I am retaining some anonymity here because I have no illusions about what the consequences would be for my family if I was explicit. However, I also feel no impetus to shy away from sharing our story, because I know that it is too common to stick out among those of the thousands of engineers, artists, and designers that EA employs.
Our adventures with Electronic Arts began less than a year ago. The small game studio that my partner worked for collapsed as a result of foul play on the part of a big publisher -- another common story. Electronic Arts offered a job, the salary was right and the benefits were good, so my SO took it. I remember that they asked him in one of the interviews: "how do you feel about working long hours?" It's just a part of the game industry -- few studios can avoid a crunch as deadlines loom, so we thought nothing of it. When asked for specifics about what "working long hours" meant, the interviewers coughed and glossed on to the next question; now we know why.
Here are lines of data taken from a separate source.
//! Monoisotopic element masses and derived neutral-loss masses.
//!
//! Derived masses are `const` items built with [`formula_mass`], so every rule
//! shares one compile-time value instead of recomputing skeleton masses per call.

use super::formula::formula_mass;

pub const CARBON: f64 = 12.0;
pub const HYDROGEN: f64 = 1.007_825_032_07;
pub const DEUTERIUM: f64 = 2.014_101_777_8;
pub const NITROGEN: f64 = 14.003_074_004_8;
pub const OXYGEN: f64 = 15.994_914_619_56;
pub const PHOSPHORUS: f64 = 30.973_761_63;
pub const SULFUR: f64 = 31.972_071_00;
pub const SODIUM: f64 = 22.989_769_28;
pub const POTASSIUM: f64 = 38.963_706_68;

pub const PROTON: f64 = 1.007_276_466_88;
pub const ELECTRON: f64 = 0.000_548_579_9;

// Small neutrals
pub const WATER: f64 = formula_mass(0, 2, 0, 1, 0, 0);
pub const AMMONIA: f64 = formula_mass(0, 3, 1, 0, 0, 0);
/// HCOOH
pub const FORMIC_ACID: f64 = formula_mass(1, 2, 0, 2, 0, 0);
/// CH3COOH
pub const ACETIC_ACID: f64 = formula_mass(2, 4, 0, 2, 0, 0);
/// H3PO4
pub const PHOSPHORIC_ACID: f64 = formula_mass(0, 3, 0, 4, 1, 0);
/// N(CH3)3, lost from acylcarnitines
pub const TRIMETHYLAMINE: f64 = formula_mass(3, 9, 1, 0, 0, 0);

// Glycerophospholipid head groups, as neutral losses
/// C5H14NO4P, phosphocholine
pub const PC_HEADER: f64 = formula_mass(5, 14, 1, 4, 1, 0);
/// C2H8NO4P, phosphoethanolamine
pub const PE_HEADER: f64 = formula_mass(2, 8, 1, 4, 1, 0);
/// C3H8NO6P, phosphoserine
pub const PS_HEADER: f64 = formula_mass(3, 8, 1, 6, 1, 0);
/// C3H9O6P, glycerophosphate
pub const PG_HEADER: f64 = formula_mass(3, 9, 0, 6, 1, 0);
/// C6H13O9P, inositol phosphate
pub const PI_HEADER: f64 = formula_mass(6, 13, 0, 9, 1, 0);
/// C3H5NO2, serine lost from [PS-H]-
pub const SERINE_LOSS: f64 = formula_mass(3, 5, 1, 2, 0, 0);
/// C2H4O2, methyl formate equivalent lost from [PC+HCOO]-
pub const PC_FORMATE_LOSS: f64 = formula_mass(2, 4, 0, 2, 0, 0);
/// C3H6O2, methyl acetate equivalent lost from [PC+CH3COO]-
pub const PC_ACETATE_LOSS: f64 = formula_mass(3, 6, 0, 2, 0, 0);

// Product ions
/// C5H15NO4P+, phosphocholine cation
pub const PHOSPHOCHOLINE_ION: f64 = PC_HEADER + PROTON;
/// C2H7NO4P-, phosphoethanolamine anion
pub const PHOSPHOETHANOLAMINE_ANION: f64 = PE_HEADER - PROTON;
/// C3H6O5P-, dehydrated glycerophosphate anion
pub const GLYCEROPHOSPHATE_ANION: f64 = formula_mass(3, 7, 0, 5, 1, 0) - PROTON;
/// C6H10O8P-, dehydrated inositol phosphate anion
pub const INOSITOL_PHOSPHATE_ANION: f64 = formula_mass(6, 11, 0, 8, 1, 0) - PROTON;
/// C27H45+, cholestadiene cation from cholesteryl esters
pub const CHOLESTADIENE_ION: f64 = formula_mass(27, 45, 0, 0, 0, 0) - ELECTRON;
/// C4H5O2+, carnitine backbone fragment
pub const CARNITINE_FRAGMENT_ION: f64 = formula_mass(4, 4, 0, 2, 0, 0) + PROTON;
Within weeks production had accelerated into a 'mild' crunch: eight hours six days a week. Not bad. Months remained until any real crunch would start, and the team was told that this "pre-crunch" was to prevent a big crunch toward the end; at this point any other need for a crunch seemed unlikely, as the project was dead on schedule. I don't know how many of the developers bought EA's explanation for the extended hours; we were new and naive so we did. The producers even set a deadline; they gave a specific date for the end of the crunch, which was still months away from the title's shipping date, so it seemed safe. That date came and went. And went, and went. When the next news came it was not about a reprieve; it was another acceleration: twelve hours six days a week, 9am to 10pm.
Weeks passed. Again the producers had given a termination date on this crunch that again they failed. Throughout this period the project remained on schedule. The long hours started to take its toll on the team; people grew irritable and some started to get ill. People dropped out in droves for a couple of days at a time, but then the team seemed to reach equilibrium again and they plowed ahead. The managers stopped even talking about a day when the hours would go back to normal.
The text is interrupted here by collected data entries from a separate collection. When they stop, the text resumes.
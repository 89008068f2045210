//! Class-specific characterization rules.
//!
//! Every lipid class registers one [`ClassRule`] in a [`RuleRegistry`]. A rule
//! looks at one library entry and the observed spectrum and returns a
//! [`RuleOutcome`]: either the candidate annotations it supports, or the reason
//! it rejected the entry.
//!
//! The built-in rules share one skeleton, [`ClassTemplate`]:
//!
//! 1. compute diagnostic m/z values from the precursor and known neutral losses
//! 2. reject unless every gate ion is present and no competing-class ion is
//! 3. score fully specified entries directly, otherwise enumerate chain splits
//! 4. keep the splits with enough chain fragments, or fall back to the sum
//!    composition
//!
//! | Rule set | Classes |
//! |----------|---------|
//! | glycerophospholipids | PC, PE, PS, PG, PI, PA, LPC, LPE, PC O-, PE O- |
//! | glycerolipids | TG, DG |
//! | sphingolipids | SM, Cer NS |
//! | other | CE, CAR |

use std::collections::HashMap;

use serde::Serialize;

use crate::core::adduct::Adduct;
use crate::core::molecule::{LipidMolecule, ReferenceMolecule};
use crate::core::peak::SpectrumPeak;
use crate::core::types::LipidClass;
use crate::matching::engine::AnnotationConfig;

mod glycerolipid;
mod glycerophospholipid;
mod other;
mod sphingolipid;
pub mod template;

pub use template::{AdductBranch, ChainFragment, ClassTemplate, DiagnosticTarget, Exclusion, Gate};

/// Inputs shared by every rule evaluation
#[derive(Debug, Clone, Copy)]
pub struct RuleContext<'a> {
    /// Observed peaks, already normalized if the caller asked for it
    pub spectrum: &'a [SpectrumPeak],
    pub reference: &'a ReferenceMolecule,
    pub config: &'a AnnotationConfig,
}

/// Why a rule declined a library entry
#[derive(Debug, Clone, PartialEq, Serialize)]
#[serde(tag = "reason", rename_all = "snake_case")]
pub enum Rejection {
    EmptySpectrum,
    UnsupportedAdduct { adduct: Adduct },
    MissingDiagnosticIon { mz: f64 },
    CompetingClassIon { class: LipidClass, mz: f64 },
    RequiredIonMissing { mz: f64 },
    InsufficientChainIons,
}

impl std::fmt::Display for Rejection {
    fn fmt(&self, f: &mut std::fmt::Formatter<'_>) -> std::fmt::Result {
        match self {
            Self::EmptySpectrum => write!(f, "empty spectrum"),
            Self::UnsupportedAdduct { adduct } => write!(f, "no rule for adduct {adduct}"),
            Self::MissingDiagnosticIon { mz } => write!(f, "diagnostic ion {mz:.4} not found"),
            Self::CompetingClassIon { class, mz } => {
                write!(f, "{class} ion {mz:.4} present")
            }
            Self::RequiredIonMissing { mz } => {
                write!(f, "required reference ion {mz:.4} not found")
            }
            Self::InsufficientChainIons => write!(f, "too few chain fragments"),
        }
    }
}

/// Result of evaluating one rule against one library entry
#[derive(Debug, Clone, PartialEq, Serialize)]
#[serde(tag = "outcome", content = "detail", rename_all = "snake_case")]
pub enum RuleOutcome {
    /// Candidates ordered best first; never empty
    Matched(Vec<LipidMolecule>),
    NoMatch(Rejection),
}

impl RuleOutcome {
    #[must_use]
    pub fn is_match(&self) -> bool {
        matches!(self, Self::Matched(_))
    }

    /// Best candidate, if the rule matched
    #[must_use]
    pub fn best(&self) -> Option<&LipidMolecule> {
        match self {
            Self::Matched(candidates) => candidates.first(),
            Self::NoMatch(_) => None,
        }
    }

    #[must_use]
    pub fn into_candidates(self) -> Vec<LipidMolecule> {
        match self {
            Self::Matched(candidates) => candidates,
            Self::NoMatch(_) => Vec::new(),
        }
    }
}

/// Characterization logic for one lipid class
pub trait ClassRule: Send + Sync {
    fn class(&self) -> LipidClass;

    /// Adducts this rule can evaluate
    fn adducts(&self) -> Vec<Adduct>;

    fn evaluate(&self, ctx: &RuleContext<'_>) -> RuleOutcome;
}

/// Lookup from lipid class to its rule
pub struct RuleRegistry {
    rules: HashMap<LipidClass, Box<dyn ClassRule>>,
}

impl RuleRegistry {
    /// An empty registry
    #[must_use]
    pub fn new() -> Self {
        Self {
            rules: HashMap::new(),
        }
    }

    /// Registry holding every built-in class rule
    #[must_use]
    pub fn builtin() -> Self {
        let mut registry = Self::new();
        for template in glycerophospholipid::templates()
            .into_iter()
            .chain(glycerolipid::templates())
            .chain(sphingolipid::templates())
            .chain(other::templates())
        {
            registry.register(Box::new(template));
        }
        registry
    }

    /// Add a rule, replacing any rule already registered for its class
    pub fn register(&mut self, rule: Box<dyn ClassRule>) {
        self.rules.insert(rule.class(), rule);
    }

    #[must_use]
    pub fn get(&self, class: LipidClass) -> Option<&dyn ClassRule> {
        self.rules.get(&class).map(AsRef::as_ref)
    }

    /// Registered classes in declaration order
    #[must_use]
    pub fn classes(&self) -> Vec<LipidClass> {
        let mut classes: Vec<_> = self.rules.keys().copied().collect();
        classes.sort_unstable();
        classes
    }

    #[must_use]
    pub fn len(&self) -> usize {
        self.rules.len()
    }

    #[must_use]
    pub fn is_empty(&self) -> bool {
        self.rules.is_empty()
    }
}

impl Default for RuleRegistry {
    fn default() -> Self {
        Self::builtin()
    }
}

impl std::fmt::Debug for RuleRegistry {
    fn fmt(&self, f: &mut std::fmt::Formatter<'_>) -> std::fmt::Result {
        f.debug_struct("RuleRegistry")
            .field("classes", &self.classes())
            .finish()
    }
}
Now, it seems, is the "real" crunch, the one that the producers of this title so wisely prepared their team for by running them into the ground ahead of time. The current mandatory hours are 9am to 10pm -- seven days a week -- with the occasional Saturday evening off for good behavior (at 6:30pm). This averages out to an eighty-five hour work week. Complaints that these once more extended hours combined with the team's existing fatigue would result in a greater number of mistakes made and an even greater amount of wasted energy were ignored.
The stress is taking its toll. After a certain number of hours spent working the eyes start to lose focus; after a certain number of weeks with only one day off fatigue starts to accrue and accumulate exponentially. There is a reason why there are two days in a weekend -- bad things happen to one's physical, emotional, and mental health if these days are cut short. The team is rapidly beginning to introduce as many flaws as they are removing.
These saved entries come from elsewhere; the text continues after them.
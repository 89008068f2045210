use clap::Parser;
use tracing_subscriber::EnvFilter;

mod catalog;
mod chemistry;
mod cli;
mod core;
mod matching;
mod parsing;
mod utils;

fn main() -> anyhow::Result<()> {
    let cli = cli::Cli::parse();

    // Initialize logging based on verbosity flag
    let filter = if cli.verbose {
        EnvFilter::new("lipid_solver=debug,info")
    } else {
        EnvFilter::new("lipid_solver=warn")
    };

    tracing_subscriber::fmt()
        .with_env_filter(filter)
        .with_target(false)
        .without_time()
        .init();

    match cli.command {
        cli::Commands::Annotate(args) => {
            cli::annotate::run(args, cli.format, cli.verbose)?;
        }
        cli::Commands::Library(args) => {
            cli::library::run(args, cli.format, cli.verbose)?;
        }
        cli::Commands::Classes => {
            cli::classes::run(cli.format, cli.verbose)?;
        }
    }

    Ok(())
}
//! Parsers for library files, query spectra and lipid names.
//!
//! This module provides parsers for:
//!
//! - **Lipid names**: shorthand notation such as `PC 34:1`, `PC 16:0_18:1`,
//!   `PC 16:0/18:1(9Z)`, `PC O-34:1` or `SM 18:1;2O/16:0`
//! - **Libraries**: tab- or comma-delimited `name, m/z, adduct` text, or JSON
//! - **Query spectra**: JSON arrays and MGF files
//!
//! Any input file may be gzip-compressed.
//!
//! ## Example
//!
//! ```rust
//! use lipid_solver::parsing::lipid_name::parse_lipid_name;
//! use lipid_solver::core::types::LipidClass;
//!
//! let parsed = parse_lipid_name("PC 16:0_18:1").unwrap();
//! assert_eq!(parsed.class, LipidClass::Pc);
//! assert_eq!(parsed.chains.totals().carbon, 34);
//! ```
//!
//! ## Library columns
//!
//! | Column | Description | Required |
//! |--------|-------------|----------|
//! | name   | Lipid name; class and chains are derived from it | Yes |
//! | m/z    | Theoretical precursor m/z | Yes |
//! | adduct | Adduct string, e.g. `[M+H]+` | Yes |

pub mod library;
pub mod lipid_name;
pub mod spectrum;

use std::io::Read;
use std::path::Path;

use flate2::read::GzDecoder;

const GZIP_MAGIC: [u8; 2] = [0x1f, 0x8b];

/// Read a text file, transparently decompressing gzip content
///
/// # Errors
///
/// Returns an error if the file cannot be read or is not valid UTF-8.
pub fn read_text(path: &Path) -> std::io::Result<String> {
    let bytes = std::fs::read(path)?;
    if bytes.starts_with(&GZIP_MAGIC) {
        let mut text = String::new();
        GzDecoder::new(bytes.as_slice()).read_to_string(&mut text)?;
        return Ok(text);
    }
    String::from_utf8(bytes).map_err(|e| std::io::Error::new(std::io::ErrorKind::InvalidData, e))
}

/// Path without a trailing `.gz`, used for extension-based format detection
#[must_use]
pub fn strip_gz(path: &Path) -> String {
    let name = path.to_string_lossy().to_lowercase();
    name.strip_suffix(".gz").map(str::to_string).unwrap_or(name)
}
//! Centralized validation and helper functions.

use thiserror::Error;

use crate::core::chain::ChainSet;

/// Maximum number of entries allowed in a single library file (DOS protection)
pub const MAX_LIBRARY_ENTRIES: usize = 2_000_000;

/// Maximum number of peaks allowed in a single query spectrum
pub const MAX_PEAKS: usize = 100_000;

/// Maximum number of spectra allowed in a single query file
pub const MAX_SPECTRA: usize = 1_000_000;

/// Widest tolerance accepted for either mass window, in Da
pub const MAX_TOLERANCE: f64 = 1.0;

/// Most carbons accepted in one chain or in a lipid's summed chains
pub const MAX_CHAIN_CARBON: u32 = 200;

/// Most double bonds accepted in one chain or in a lipid's summed chains
pub const MAX_CHAIN_DOUBLE_BONDS: u32 = 64;

/// Check if adding another library entry would exceed the maximum allowed.
///
/// Call this with the current count BEFORE adding a new entry.
/// Returns an error message if adding would exceed the limit, None if safe to add.
#[must_use]
pub fn check_entry_limit(count: usize) -> Option<String> {
    if count >= MAX_LIBRARY_ENTRIES {
        Some(format!(
            "Too many library entries: adding another would exceed maximum of {MAX_LIBRARY_ENTRIES}"
        ))
    } else {
        None
    }
}

/// Check if adding another peak would exceed [`MAX_PEAKS`].
#[must_use]
pub fn check_peak_limit(count: usize) -> Option<String> {
    if count >= MAX_PEAKS {
        Some(format!(
            "Too many peaks: adding another would exceed maximum of {MAX_PEAKS}"
        ))
    } else {
        None
    }
}

#[derive(Debug, Error, PartialEq)]
pub enum ValidationError {
    #[error("{name} must be a finite positive number, got {value}")]
    NonPositive { name: &'static str, value: f64 },

    #[error("{name} of {value} exceeds maximum of {MAX_TOLERANCE}")]
    ToleranceTooWide { name: &'static str, value: f64 },

    #[error("{name} must be a finite non-negative number, got {value}")]
    Negative { name: &'static str, value: f64 },

    #[error("{value} {name} exceeds maximum of {max}")]
    ChainCountTooLarge {
        name: &'static str,
        value: u32,
        max: u32,
    },
}

/// Validate the carbon and double-bond counts of a chain or chain total
///
/// # Errors
///
/// Returns an error if either count exceeds [`MAX_CHAIN_CARBON`] or
/// [`MAX_CHAIN_DOUBLE_BONDS`].
pub fn validate_chain_counts(carbon: u32, double_bonds: u32) -> Result<(), ValidationError> {
    if carbon > MAX_CHAIN_CARBON {
        return Err(ValidationError::ChainCountTooLarge {
            name: "carbons",
            value: carbon,
            max: MAX_CHAIN_CARBON,
        });
    }
    if double_bonds > MAX_CHAIN_DOUBLE_BONDS {
        return Err(ValidationError::ChainCountTooLarge {
            name: "double bonds",
            value: double_bonds,
            max: MAX_CHAIN_DOUBLE_BONDS,
        });
    }
    Ok(())
}

/// Validate every chain of a composition and its totals
///
/// # Errors
///
/// Returns the first count that exceeds its limit.
pub fn validate_chain_set(chains: &ChainSet) -> Result<(), ValidationError> {
    for chain in chains.chains().unwrap_or_default() {
        validate_chain_counts(chain.carbon, chain.double_bonds)?;
    }
    let totals = chains.totals();
    validate_chain_counts(totals.carbon, totals.double_bonds)
}

/// Validate a mass tolerance in Da
///
/// # Errors
///
/// Returns an error if the tolerance is not finite, not positive, or wider
/// than [`MAX_TOLERANCE`].
pub fn validate_tolerance(name: &'static str, value: f64) -> Result<f64, ValidationError> {
    if !value.is_finite() || value <= 0.0 {
        return Err(ValidationError::NonPositive { name, value });
    }
    if value > MAX_TOLERANCE {
        return Err(ValidationError::ToleranceTooWide { name, value });
    }
    Ok(value)
}

/// Validate an abundance threshold
///
/// # Errors
///
/// Returns an error if the threshold is negative or not finite.
pub fn validate_threshold(name: &'static str, value: f64) -> Result<f64, ValidationError> {
    if !value.is_finite() || value < 0.0 {
        return Err(ValidationError::Negative { name, value });
    }
    Ok(value)
}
And the kicker: for the honor of this treatment EA salaried employees receive a) no overtime; b) no compensation time! ('comp' time is the equalization of time off for overtime -- any hours spent during a crunch accrue into days off after the product has shipped); c) no additional sick or vacation leave. The time just goes away. Additionally, EA recently announced that, although in the past they have offered essentially a type of comp time in the form of a few weeks off at the end of a project, they no longer wish to do this, and employees shouldn't expect it. Further, since the production of various games is scattered, there was a concern on the part of the employees that developers would leave one crunch only to join another. EA's response was that they would attempt to minimize this, but would make no guarantees. This is unthinkable; they are pushing the team to individual physical health limits, and literally giving them nothing for it. Comp time is a staple in this industry, but EA as a corporation wishes to "minimize" this reprieve. One would think that the proper way to minimize comp time is to avoid crunch, but this brutal crunch has been on for months, and nary a whisper about any compensation leave, nor indeed of any end of this treatment.
This crunch also differs from crunch time in a smaller studio in that it was not an emergency effort to save a project from failure. Every step of the way, the project remained on schedule. Crunching neither accelerated this nor slowed it down; its effect on the actual product was not measurable. The extended hours were deliberate and planned; the management knew what they were doing as they did it. The love of my life comes home late at night complaining of a headache that will not go away and a chronically upset stomach, and my happy supportive smile is running out.
No one works in the game industry unless they love what they do. No one on that team is interested in producing an inferior product. My heart bleeds for this team precisely BECAUSE they are brilliant, talented individuals out to create something great. They are and were more than willing to work hard for the success of the title. But that good will has only been met with abuse. Amazingly, Electronic Arts was listed #91 on Fortune magazine's "100 Best Companies to Work For" in 2003.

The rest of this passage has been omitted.